§ EXERCISE DETAILS
Your reply should be an exact copy of the lines from the one that holds "assert!(fresh.revision > stale.revision);" to the end of the data below.

[[ SUPPLIED DATA open ]]

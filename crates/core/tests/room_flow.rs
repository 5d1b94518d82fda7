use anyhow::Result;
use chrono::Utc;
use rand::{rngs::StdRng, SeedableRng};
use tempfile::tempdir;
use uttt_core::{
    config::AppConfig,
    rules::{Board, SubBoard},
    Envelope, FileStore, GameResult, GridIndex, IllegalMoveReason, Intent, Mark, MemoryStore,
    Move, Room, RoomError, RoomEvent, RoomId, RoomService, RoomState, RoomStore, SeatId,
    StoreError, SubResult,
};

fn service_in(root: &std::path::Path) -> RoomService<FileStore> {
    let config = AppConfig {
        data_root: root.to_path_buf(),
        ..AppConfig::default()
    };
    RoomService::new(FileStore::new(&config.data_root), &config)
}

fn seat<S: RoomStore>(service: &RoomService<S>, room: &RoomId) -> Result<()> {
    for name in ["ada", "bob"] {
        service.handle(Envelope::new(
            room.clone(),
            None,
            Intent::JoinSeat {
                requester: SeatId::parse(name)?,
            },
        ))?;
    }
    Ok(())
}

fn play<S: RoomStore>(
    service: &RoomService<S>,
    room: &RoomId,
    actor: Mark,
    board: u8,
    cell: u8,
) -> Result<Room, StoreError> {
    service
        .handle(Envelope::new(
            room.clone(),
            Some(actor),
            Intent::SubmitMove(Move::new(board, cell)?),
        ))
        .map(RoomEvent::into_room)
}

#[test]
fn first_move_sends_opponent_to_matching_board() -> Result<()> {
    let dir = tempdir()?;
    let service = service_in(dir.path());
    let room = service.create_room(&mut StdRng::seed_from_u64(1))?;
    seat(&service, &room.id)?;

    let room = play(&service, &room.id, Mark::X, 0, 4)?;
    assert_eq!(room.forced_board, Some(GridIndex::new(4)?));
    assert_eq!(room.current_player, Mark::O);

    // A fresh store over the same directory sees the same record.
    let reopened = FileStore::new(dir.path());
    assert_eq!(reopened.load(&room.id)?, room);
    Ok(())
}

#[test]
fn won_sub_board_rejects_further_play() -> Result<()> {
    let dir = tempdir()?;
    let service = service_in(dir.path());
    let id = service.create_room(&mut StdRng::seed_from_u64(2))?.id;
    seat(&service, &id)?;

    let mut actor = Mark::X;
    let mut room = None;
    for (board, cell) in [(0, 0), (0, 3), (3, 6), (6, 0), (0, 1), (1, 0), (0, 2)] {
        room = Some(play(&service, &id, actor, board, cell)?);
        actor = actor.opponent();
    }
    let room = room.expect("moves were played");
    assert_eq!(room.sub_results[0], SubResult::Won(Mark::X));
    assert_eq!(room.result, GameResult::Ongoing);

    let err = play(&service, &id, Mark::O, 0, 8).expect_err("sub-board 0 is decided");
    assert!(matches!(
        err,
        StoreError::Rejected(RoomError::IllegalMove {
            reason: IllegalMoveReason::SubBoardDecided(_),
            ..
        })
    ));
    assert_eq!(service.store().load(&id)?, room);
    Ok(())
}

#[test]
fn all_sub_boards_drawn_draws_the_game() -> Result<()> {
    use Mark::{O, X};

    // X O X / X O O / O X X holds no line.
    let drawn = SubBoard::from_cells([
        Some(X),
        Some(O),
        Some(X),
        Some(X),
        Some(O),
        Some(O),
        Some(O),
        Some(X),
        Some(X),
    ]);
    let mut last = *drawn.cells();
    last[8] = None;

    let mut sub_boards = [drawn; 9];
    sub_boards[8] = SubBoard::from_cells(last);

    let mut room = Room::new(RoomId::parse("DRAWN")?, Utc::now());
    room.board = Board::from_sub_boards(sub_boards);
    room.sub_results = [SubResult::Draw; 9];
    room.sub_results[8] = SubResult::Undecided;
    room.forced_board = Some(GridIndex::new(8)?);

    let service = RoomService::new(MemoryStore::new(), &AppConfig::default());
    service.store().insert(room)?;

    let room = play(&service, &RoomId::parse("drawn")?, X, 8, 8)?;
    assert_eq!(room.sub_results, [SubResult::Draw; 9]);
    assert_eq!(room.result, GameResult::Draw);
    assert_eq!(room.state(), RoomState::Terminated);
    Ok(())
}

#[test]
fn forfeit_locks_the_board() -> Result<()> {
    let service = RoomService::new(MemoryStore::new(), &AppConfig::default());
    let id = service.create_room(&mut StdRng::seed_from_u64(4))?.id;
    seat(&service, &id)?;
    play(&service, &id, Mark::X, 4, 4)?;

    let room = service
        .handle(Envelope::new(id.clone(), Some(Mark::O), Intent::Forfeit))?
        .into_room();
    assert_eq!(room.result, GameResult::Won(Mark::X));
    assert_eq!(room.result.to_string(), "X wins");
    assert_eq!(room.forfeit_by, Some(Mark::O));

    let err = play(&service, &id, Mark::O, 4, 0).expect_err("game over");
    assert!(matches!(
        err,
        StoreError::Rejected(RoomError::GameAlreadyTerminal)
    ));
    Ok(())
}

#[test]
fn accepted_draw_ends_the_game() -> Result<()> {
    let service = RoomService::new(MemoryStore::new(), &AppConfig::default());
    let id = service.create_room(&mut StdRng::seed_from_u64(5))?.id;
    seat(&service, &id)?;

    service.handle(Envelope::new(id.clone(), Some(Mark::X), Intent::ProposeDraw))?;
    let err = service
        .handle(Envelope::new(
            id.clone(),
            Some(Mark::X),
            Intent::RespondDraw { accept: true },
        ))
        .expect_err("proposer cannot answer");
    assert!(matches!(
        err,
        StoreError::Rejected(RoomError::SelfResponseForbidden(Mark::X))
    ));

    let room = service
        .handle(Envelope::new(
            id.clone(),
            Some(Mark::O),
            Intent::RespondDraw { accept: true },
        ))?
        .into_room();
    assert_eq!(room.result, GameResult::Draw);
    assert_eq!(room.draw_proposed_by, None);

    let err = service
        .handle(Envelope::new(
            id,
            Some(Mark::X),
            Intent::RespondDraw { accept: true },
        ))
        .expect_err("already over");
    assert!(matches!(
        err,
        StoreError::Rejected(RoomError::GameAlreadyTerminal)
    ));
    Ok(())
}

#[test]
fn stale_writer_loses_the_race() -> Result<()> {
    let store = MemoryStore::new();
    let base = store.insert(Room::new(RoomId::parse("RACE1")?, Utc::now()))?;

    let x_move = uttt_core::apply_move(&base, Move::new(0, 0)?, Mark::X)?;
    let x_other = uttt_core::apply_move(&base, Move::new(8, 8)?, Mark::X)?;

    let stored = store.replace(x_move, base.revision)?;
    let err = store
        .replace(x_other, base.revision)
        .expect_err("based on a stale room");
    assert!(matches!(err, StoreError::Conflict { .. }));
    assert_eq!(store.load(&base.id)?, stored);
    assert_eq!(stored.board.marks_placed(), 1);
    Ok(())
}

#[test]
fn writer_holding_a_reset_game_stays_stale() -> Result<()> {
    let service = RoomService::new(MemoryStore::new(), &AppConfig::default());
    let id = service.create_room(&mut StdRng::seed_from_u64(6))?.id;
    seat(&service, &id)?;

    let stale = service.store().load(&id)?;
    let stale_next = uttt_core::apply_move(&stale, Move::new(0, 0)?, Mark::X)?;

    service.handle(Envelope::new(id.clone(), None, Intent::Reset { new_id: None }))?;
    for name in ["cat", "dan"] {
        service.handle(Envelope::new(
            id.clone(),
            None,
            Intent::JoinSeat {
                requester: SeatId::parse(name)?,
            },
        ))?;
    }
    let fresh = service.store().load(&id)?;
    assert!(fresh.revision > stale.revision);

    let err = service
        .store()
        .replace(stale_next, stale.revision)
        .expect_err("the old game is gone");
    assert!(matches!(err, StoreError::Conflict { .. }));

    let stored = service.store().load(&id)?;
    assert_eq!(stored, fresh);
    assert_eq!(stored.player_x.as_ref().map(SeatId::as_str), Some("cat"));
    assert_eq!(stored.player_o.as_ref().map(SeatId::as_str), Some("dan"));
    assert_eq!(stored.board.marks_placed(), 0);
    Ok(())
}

[[ SUPPLIED DATA closed ]]

§ EXPECTED ANSWER
    assert!(fresh.revision > stale.revision);

    let err = service
        .store()
        .replace(stale_next, stale.revision)
        .expect_err("the old game is gone");
    assert!(matches!(err, StoreError::Conflict { .. }));

    let stored = service.store().load(&id)?;
    assert_eq!(stored, fresh);
    assert_eq!(stored.player_x.as_ref().map(SeatId::as_str), Some("cat"));
    assert_eq!(stored.player_o.as_ref().map(SeatId::as_str), Some("dan"));
    assert_eq!(stored.board.marks_placed(), 0);
    Ok(())
}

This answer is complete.